Fresh off the success of Red State, a decent movie that was refreshingly unpredictable, I wanted to see Tusk knowing absolutely nothing about it. Justin Long stars as Wallace, a podcaster going to Canada to find the next great story. There he meets wheelchair-bound Howard Howe (played by Red State‘s Michael Parks), who has a personal story about how a walrus he named Mr. Tusk rescued him on the worst day of his life. Half a cup of tea later, and Wallace is passed out on the floor. The next morning Wallace is in a wheelchair, and his leg has been amputated. Howard Howe is not what he seems, and this is just the beginning. Back in America, Wallace’s girlfriend and best friend (played by Haley Joel Osment) are worried by a distressing phone call and head off to Canada to find him. But while this is going on, Howard Howe is executing his lifelong dream: to surgically turn a human being into a walrus as a tribute to Mr. Tusk, and also to finally learn “if man is truly a walrus at heart” (yes, that’s the actual plot of the movie). I don’t want to give too much away, but just know that the entire second half of the movie is basically Justin Long screaming at the top of his lungs. I won’t say what he looks like while he’s doing this, but if you’re up for it, go for it. Or as the movie puts it, “go full walrus”.
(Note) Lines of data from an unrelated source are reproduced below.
//! Error types for the HubSpot client core.
//!
//! # Design
//! `BuildError` covers everything that can go wrong while rendering a URL and
//! is a pure function of the inputs. `ApiError` wraps it together with the
//! response-side failures. `NotFound` gets a dedicated variant because
//! callers routinely treat "no such record" differently from other non-2xx
//! statuses.

use thiserror::Error;

/// Errors raised while rendering a path template into a URL.
#[derive(Debug, Clone, PartialEq, Eq, Error)]
pub enum BuildError {
    /// A `:name` placeholder had no value in the parameters or configuration.
    #[error("interpolation not resolved: :{0}")]
    MissingInterpolation(String),

    /// The configuration lacks a value the call needs (API key or portal id).
    #[error("configuration error: {0}")]
    ConfigurationError(String),

    /// A list or range was supplied for a path placeholder.
    #[error("parameter :{0} cannot be used as a path segment")]
    InvalidPathValue(String),
}

/// Errors returned by `HubSpotClient` build and parse methods.
#[derive(Debug, Error)]
pub enum ApiError {
    #[error(transparent)]
    Build(#[from] BuildError),

    /// The server returned 404.
    #[error("resource not found")]
    NotFound,

    /// The server returned a non-2xx status other than 404.
    #[error("HTTP {status}: {body}")]
    HttpError { status: u16, body: String },

    /// The response body could not be deserialized into the expected type.
    #[error("deserialization failed: {0}")]
    DeserializationError(String),

    /// The request payload could not be serialized.
    #[error("serialization failed: {0}")]
    SerializationError(String),

    /// The caller passed arguments the endpoint cannot accept.
    #[error("invalid params: {0}")]
    InvalidParams(String),
}
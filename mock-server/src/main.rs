use tokio::net::TcpListener;
use tracing_subscriber::EnvFilter;

#[tokio::main]
async fn main() -> Result<(), std::io::Error> {
    tracing_subscriber::fmt()
        .with_env_filter(EnvFilter::try_from_default_env().unwrap_or_else(|_| EnvFilter::new("info")))
        .init();
    let port = std::env::var("PORT").unwrap_or_else(|_| "3000".to_string());
    let addr = format!("127.0.0.1:{port}");
    let listener = TcpListener::bind(&addr).await?;
    tracing::info!(%addr, "mock HubSpot API listening");
    mock_server::run(listener).await
}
I should also mention this movie is very much a horror-comedy. Unfortunately, instead of balancing the two genres, it just kind of flicks genre switches, throwing one in your face, followed by the other. It creates a very out-of-focus viewing experience for someone trying to mentally sync with the movie. When it’s supposed to be scary, it’s silly, and when it’s supposed to be funny, it’s confusing, and when it’s supposed to be heart-warmingly serious, it’s just weird. This is not the kind of the movie where you know for sure that something is wrong with it, just that you know for sure you are not its audience. But more than that, I don’t know who the audience could possibly be. How often do people even think about walruses, let alone seek out movies about them?
I later found out the idea for Tusk originated on Kevin Smith’s SModcast as The Walrus and the Carpenter, not to be confused with (or maybe to be confused with) the Lewis Carroll poem. After basically pitching an entire movie right then and there, Kevin Smith started a vote among his fans using hashtags on whether this movie should actually be made: #walrusyes and #walrusno. The result was a resounding “#walrusyes”. You could argue for years on the kind of people who would vote on something like this, and even longer on whether those voters were just curious if Kevin Smith would actually go through with it.
Tusk is very much a “love it/hate it” movie. As for me, I vote #walrusno.